__Problem to solve__. Working from the entries below, tally each line that holds "matches". Give the tally and nothing else.

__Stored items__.
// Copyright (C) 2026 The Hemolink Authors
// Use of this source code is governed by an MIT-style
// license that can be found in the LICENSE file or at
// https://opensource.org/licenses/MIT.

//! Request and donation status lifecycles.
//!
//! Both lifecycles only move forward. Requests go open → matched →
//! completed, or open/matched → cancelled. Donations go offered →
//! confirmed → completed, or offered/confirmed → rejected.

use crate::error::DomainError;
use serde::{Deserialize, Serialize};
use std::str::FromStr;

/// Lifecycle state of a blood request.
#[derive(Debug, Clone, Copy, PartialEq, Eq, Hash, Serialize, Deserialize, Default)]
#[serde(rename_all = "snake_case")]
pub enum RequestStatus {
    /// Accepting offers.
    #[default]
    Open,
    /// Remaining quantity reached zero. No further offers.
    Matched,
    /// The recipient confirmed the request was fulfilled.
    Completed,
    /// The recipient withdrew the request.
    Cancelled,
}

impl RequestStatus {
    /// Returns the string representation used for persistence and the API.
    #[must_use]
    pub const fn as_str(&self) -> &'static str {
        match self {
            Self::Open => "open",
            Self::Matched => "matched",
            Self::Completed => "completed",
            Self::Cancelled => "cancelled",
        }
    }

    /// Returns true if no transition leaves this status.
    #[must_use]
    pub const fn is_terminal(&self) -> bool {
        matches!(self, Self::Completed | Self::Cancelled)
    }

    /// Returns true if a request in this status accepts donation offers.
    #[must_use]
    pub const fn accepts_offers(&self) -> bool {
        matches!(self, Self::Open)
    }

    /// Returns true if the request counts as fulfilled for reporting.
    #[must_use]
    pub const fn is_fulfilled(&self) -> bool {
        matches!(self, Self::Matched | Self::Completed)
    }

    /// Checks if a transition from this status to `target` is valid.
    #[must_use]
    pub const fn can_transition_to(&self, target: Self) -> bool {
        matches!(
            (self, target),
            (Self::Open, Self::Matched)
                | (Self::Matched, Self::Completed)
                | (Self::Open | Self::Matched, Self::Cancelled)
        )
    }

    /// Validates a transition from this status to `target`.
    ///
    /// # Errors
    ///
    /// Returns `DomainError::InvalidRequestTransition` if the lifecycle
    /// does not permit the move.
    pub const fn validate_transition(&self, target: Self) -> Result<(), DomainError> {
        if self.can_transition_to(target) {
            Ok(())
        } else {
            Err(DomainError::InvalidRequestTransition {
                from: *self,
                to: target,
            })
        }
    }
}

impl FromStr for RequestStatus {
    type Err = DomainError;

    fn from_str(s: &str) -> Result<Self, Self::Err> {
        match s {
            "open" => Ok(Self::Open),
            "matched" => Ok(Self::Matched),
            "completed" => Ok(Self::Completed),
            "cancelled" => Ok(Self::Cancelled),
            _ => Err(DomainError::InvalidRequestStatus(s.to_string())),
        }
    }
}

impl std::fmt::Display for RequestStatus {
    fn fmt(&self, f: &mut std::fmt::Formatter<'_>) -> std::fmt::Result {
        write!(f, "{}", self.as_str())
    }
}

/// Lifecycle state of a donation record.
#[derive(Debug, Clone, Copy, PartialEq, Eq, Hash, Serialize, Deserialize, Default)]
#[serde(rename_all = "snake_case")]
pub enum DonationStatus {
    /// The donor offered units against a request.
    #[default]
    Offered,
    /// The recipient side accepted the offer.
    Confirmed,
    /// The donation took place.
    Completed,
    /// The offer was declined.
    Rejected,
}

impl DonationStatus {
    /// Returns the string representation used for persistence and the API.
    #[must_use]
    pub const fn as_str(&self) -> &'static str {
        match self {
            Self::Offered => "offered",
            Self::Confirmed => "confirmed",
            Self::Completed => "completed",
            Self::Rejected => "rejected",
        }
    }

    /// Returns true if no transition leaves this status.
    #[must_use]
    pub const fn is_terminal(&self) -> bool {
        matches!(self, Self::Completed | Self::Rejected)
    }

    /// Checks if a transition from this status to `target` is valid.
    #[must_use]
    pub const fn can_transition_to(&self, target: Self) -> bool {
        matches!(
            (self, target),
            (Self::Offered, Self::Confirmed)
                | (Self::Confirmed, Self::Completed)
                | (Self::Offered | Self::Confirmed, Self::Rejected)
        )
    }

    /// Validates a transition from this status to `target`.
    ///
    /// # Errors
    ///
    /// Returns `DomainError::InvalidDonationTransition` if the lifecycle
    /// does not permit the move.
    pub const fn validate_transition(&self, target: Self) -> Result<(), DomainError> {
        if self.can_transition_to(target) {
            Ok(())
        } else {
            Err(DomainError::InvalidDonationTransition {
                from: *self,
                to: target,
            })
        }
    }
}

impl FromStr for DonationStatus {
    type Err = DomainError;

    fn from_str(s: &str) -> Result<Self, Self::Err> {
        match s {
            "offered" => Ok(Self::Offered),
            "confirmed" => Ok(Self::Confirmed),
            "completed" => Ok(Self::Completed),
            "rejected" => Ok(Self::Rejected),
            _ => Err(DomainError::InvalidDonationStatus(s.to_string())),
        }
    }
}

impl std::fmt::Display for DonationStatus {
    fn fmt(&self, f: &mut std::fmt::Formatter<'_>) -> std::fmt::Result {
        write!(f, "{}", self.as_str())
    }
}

__Response for this exercise__. 6